_WHAT YOU ARE ASKED TO DO_: The lines from the start of the data through the line containing "layer can validate" are to be reproduced exactly, both ends included.

_RECORDS FOR PROCESSING_:

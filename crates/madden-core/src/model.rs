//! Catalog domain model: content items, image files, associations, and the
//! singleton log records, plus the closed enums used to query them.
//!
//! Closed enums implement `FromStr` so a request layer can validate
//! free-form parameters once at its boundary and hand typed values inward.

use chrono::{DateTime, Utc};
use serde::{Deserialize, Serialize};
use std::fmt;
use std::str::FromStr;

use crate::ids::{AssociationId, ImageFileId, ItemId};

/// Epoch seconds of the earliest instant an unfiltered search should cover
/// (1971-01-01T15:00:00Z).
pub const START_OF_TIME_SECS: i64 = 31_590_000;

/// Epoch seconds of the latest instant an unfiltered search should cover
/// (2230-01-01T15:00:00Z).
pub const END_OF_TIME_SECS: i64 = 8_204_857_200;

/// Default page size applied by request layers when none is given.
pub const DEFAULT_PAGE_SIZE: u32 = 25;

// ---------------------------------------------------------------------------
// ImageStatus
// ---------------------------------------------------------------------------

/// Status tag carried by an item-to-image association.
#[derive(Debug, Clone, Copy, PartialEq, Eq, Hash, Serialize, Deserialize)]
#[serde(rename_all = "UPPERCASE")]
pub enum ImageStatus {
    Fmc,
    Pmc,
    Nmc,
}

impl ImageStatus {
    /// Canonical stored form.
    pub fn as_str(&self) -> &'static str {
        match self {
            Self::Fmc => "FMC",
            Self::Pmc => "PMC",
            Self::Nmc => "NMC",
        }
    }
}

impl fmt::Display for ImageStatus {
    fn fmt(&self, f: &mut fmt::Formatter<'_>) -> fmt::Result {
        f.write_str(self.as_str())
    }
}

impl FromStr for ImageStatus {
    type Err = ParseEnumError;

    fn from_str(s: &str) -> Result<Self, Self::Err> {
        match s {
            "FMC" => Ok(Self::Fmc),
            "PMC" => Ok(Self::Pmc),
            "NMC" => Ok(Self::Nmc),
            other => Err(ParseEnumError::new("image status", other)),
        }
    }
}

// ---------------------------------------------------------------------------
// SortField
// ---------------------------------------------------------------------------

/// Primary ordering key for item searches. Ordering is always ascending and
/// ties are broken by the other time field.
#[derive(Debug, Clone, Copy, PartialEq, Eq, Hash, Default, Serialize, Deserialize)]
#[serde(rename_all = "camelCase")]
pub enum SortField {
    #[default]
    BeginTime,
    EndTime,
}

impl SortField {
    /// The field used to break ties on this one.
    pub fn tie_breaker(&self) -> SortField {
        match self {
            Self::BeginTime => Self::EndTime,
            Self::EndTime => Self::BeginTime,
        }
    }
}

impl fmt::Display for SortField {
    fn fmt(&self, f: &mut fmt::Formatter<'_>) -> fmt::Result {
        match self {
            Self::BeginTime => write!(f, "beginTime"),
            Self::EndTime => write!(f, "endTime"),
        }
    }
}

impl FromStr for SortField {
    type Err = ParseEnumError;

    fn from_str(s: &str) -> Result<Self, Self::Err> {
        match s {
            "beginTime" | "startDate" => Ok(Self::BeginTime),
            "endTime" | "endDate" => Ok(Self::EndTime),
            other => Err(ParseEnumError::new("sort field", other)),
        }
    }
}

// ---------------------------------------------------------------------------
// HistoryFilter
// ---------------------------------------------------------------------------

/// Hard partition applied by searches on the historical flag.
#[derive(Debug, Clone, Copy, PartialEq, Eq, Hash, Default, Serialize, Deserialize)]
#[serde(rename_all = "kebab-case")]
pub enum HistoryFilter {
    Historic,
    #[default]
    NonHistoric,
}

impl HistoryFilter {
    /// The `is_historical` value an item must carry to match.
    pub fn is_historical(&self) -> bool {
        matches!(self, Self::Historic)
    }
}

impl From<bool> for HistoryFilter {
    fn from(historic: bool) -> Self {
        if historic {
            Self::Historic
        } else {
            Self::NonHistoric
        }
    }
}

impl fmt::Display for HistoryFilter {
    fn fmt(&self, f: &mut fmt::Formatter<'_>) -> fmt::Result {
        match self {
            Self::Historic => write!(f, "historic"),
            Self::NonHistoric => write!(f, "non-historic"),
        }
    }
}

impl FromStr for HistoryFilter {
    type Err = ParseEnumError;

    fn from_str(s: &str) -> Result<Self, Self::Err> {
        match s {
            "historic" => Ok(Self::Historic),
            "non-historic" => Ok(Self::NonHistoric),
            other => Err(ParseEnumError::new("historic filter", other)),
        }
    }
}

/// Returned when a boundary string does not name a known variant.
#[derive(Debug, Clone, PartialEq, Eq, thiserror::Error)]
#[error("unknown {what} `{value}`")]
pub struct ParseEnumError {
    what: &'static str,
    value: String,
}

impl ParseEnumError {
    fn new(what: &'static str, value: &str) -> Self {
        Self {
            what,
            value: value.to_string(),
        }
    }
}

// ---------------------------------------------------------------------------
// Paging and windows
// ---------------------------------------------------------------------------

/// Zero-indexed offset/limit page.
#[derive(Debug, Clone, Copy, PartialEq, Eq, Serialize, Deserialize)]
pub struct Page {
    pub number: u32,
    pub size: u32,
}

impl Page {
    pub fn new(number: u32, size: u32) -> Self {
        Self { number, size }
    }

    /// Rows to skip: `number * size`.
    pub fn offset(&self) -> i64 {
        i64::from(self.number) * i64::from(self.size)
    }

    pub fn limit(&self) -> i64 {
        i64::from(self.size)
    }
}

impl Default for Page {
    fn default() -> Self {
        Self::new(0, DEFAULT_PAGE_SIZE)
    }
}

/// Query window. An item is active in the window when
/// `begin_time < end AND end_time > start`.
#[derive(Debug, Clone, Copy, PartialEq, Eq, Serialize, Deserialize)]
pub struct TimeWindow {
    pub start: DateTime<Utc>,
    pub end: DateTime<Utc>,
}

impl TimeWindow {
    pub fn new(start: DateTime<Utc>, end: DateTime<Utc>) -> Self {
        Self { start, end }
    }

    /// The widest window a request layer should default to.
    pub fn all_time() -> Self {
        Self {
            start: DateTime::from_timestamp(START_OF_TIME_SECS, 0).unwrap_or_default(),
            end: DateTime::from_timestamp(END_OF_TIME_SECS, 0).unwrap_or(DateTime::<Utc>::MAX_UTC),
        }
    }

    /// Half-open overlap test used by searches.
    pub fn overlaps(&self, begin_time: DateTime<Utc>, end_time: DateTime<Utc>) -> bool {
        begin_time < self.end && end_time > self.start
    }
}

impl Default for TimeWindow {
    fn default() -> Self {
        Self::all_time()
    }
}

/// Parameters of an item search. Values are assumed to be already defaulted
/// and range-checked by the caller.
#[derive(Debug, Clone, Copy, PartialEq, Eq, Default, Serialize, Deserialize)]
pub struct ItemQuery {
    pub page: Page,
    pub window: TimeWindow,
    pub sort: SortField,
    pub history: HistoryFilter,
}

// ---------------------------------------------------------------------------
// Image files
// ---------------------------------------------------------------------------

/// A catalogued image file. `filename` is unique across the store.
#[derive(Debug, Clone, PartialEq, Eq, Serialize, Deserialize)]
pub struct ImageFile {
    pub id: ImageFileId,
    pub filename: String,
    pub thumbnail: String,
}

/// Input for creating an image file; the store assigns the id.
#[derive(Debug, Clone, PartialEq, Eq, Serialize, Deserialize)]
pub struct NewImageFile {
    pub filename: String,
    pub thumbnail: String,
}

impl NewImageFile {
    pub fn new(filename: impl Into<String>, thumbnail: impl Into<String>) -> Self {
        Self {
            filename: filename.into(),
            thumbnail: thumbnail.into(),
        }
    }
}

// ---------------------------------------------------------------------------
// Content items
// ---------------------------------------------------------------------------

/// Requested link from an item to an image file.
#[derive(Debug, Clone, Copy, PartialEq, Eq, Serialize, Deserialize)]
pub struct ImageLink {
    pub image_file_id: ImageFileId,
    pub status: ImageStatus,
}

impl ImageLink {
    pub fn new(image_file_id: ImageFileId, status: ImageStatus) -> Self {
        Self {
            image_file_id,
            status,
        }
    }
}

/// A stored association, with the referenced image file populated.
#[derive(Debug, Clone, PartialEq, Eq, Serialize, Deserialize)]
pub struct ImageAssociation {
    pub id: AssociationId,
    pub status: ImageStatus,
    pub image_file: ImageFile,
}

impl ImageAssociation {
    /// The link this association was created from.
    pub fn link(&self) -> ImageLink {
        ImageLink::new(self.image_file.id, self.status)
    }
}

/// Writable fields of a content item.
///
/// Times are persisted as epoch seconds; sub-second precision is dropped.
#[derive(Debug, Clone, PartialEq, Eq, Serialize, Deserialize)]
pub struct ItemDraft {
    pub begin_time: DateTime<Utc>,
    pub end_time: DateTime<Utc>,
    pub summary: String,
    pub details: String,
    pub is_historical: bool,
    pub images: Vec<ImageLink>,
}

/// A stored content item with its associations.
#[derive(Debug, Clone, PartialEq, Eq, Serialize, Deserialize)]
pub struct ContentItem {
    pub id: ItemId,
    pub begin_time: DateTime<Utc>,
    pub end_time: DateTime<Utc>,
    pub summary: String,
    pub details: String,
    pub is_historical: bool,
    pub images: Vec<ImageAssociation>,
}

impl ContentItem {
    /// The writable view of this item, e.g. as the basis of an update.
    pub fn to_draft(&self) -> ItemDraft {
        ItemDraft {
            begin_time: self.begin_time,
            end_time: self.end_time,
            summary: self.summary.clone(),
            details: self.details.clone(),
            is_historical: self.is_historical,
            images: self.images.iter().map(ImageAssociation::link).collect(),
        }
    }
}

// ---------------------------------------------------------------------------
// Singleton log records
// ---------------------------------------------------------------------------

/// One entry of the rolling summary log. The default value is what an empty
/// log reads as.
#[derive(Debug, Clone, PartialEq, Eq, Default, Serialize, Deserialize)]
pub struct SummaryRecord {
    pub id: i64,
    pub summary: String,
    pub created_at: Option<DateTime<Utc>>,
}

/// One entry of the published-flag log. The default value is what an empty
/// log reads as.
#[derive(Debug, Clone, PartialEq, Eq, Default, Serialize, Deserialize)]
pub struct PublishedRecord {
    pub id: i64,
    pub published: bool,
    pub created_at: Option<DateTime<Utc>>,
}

_RESULT OF THE TASK_:
filename crates/madden-core/src/model.rs
//! Catalog domain model: content items, image files, associations, and the
//! singleton log records, plus the closed enums used to query them.
//!
//! Closed enums implement `FromStr` so a request layer can validate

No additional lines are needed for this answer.